Numerical framework for investigating MHD heat and mass transfer in nanofluid flow over 2-D boundary layers in a porous medium: A variation of parameters method approach
Farooq Ahmed Shah, Alexey Mikhaylov, Ehsan Ul Haq
Abstract
• Conducts an in-depth analysis of MHD heat and mass transfer in nanofluid flow through porous media, emphasizing Brownian motion, thermophoresis, and heat effects to uncover key factors affecting nanofluid behavior in engineering contexts. • Demonstrates the effectiveness of combining the Variation of Parameters Method (VPM) with the Levenberg-Marquardt Neural Network Scheme (LMNNS) to solve complex differential equations with enhanced precision and adaptability. • Provides valuable insights into heat and mass transfer processes, showcasing the intricate interactions between thermal dynamics and material diffusion within advanced fluid systems.
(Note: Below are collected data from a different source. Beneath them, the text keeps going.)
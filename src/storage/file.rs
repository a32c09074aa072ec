//! File-backed storage

use std::{
    fs, io,
    path::{Path, PathBuf},
};

use tracing::trace;

use crate::storage::{KeyValueStore, StorageError};

/// Store keeping each slot in `<dir>/<key>.json`.
///
/// The directory is created on the first write.
#[derive(Debug, Clone)]
pub struct FileStore {
    dir: PathBuf,
}

impl FileStore {
    /// Create a store rooted at `dir`.
    pub fn new(dir: impl Into<PathBuf>) -> Self {
        Self { dir: dir.into() }
    }

    /// Directory holding the slot files.
    pub fn dir(&self) -> &Path {
        &self.dir
    }

    fn slot_path(&self, key: &str) -> Result<PathBuf, StorageError> {
        let valid = !key.is_empty()
            && key
                .chars()
                .all(|c| c.is_ascii_alphanumeric() || c == '_' || c == '-');

        if !valid {
            return Err(StorageError::InvalidKey(key.to_string()));
        }

        Ok(self.dir.join(format!("{key}.json")))
    }
}

impl KeyValueStore for FileStore {
    fn get(&self, key: &str) -> Result<Option<String>, StorageError> {
        let path = self.slot_path(key)?;

        match fs::read_to_string(&path) {
            Ok(contents) => Ok(Some(contents)),
            Err(err) if err.kind() == io::ErrorKind::NotFound => Ok(None),
            Err(source) => Err(StorageError::Io {
                key: key.to_string(),
                source,
            }),
        }
    }

    fn set(&mut self, key: &str, value: &str) -> Result<(), StorageError> {
        let path = self.slot_path(key)?;

        let io_error = |source| StorageError::Io {
            key: key.to_string(),
            source,
        };

        fs::create_dir_all(&self.dir).map_err(io_error)?;
        fs::write(&path, value).map_err(io_error)?;

        trace!(path = %path.display(), bytes = value.len(), "wrote storage slot");

        Ok(())
    }
}

#[cfg(test)]
mod tests {
    use testresult::TestResult;

    use super::*;

    #[test]
    fn missing_slot_reads_as_none() -> TestResult {
        let dir = tempfile::tempdir()?;
        let store = FileStore::new(dir.path());

        assert_eq!(store.get("shoppingCart")?, None);

        Ok(())
    }

    #[test]
    fn set_creates_directory_and_round_trips() -> TestResult {
        let dir = tempfile::tempdir()?;
        let mut store = FileStore::new(dir.path().join("nested").join("state"));

        store.set("shoppingCart", "[]")?;

        assert_eq!(store.get("shoppingCart")?.as_deref(), Some("[]"));
        assert!(store.dir().join("shoppingCart.json").is_file());

        Ok(())
    }

    #[test]
    fn path_like_keys_are_rejected() -> TestResult {
        let dir = tempfile::tempdir()?;
        let mut store = FileStore::new(dir.path());

        let result = store.set("../escape", "[]");

        assert!(matches!(result, Err(StorageError::InvalidKey(_))));

        Ok(())
    }
}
This article presents a comprehensive investigation into the laminar viscosity, radiation impact and viscous dissipation in the context of Magnetohydrodynamics (MHD) heat and mass transfer nanofluid flow over 2-D boundary layers in a porous medium. The research explores the role of Brownian motion, thermophoresis, and heat in shaping fluid flow patterns. By applying appropriate transformations, the governing nonlinear partial differential equations are transformed into ordinary differential equations (ODEs). Solutions for the obtained boundary layer ODEs are acquired by using the Variation of Parameters method (VPM) which is a well-established and effective technique fir this purpose. The proposed method utilizes multiplier as a tool to reduce computational efforts. To deal with the produced flow equations, Levenberg-Marquardt neural network strategy (LMNNS) is implemented with variation of parameters. A dataset is first created for various scenarios. The behaviors of involved significant parameters are presented over chart obtained using the variation of parameter involved. To estimate results for diverse instances, a training, validation, and testing process is carried out by using the intelligent computing algorithm nftool. The model is studied using gradient analysis, regression, mean squared error (MSE) and histogram studies with the help of the solver designed as LMNNS. The conclusions are supported by tabular and graphical analyses. The physical characteristics associated with magnetic parameter, thermophoresis parameter, pressure gradient parameter, permeability parameter, Lewis number, Eckert number, Brownian motion parameter, and Prandtl number are visually displayed to facilitate easy observation and analysis.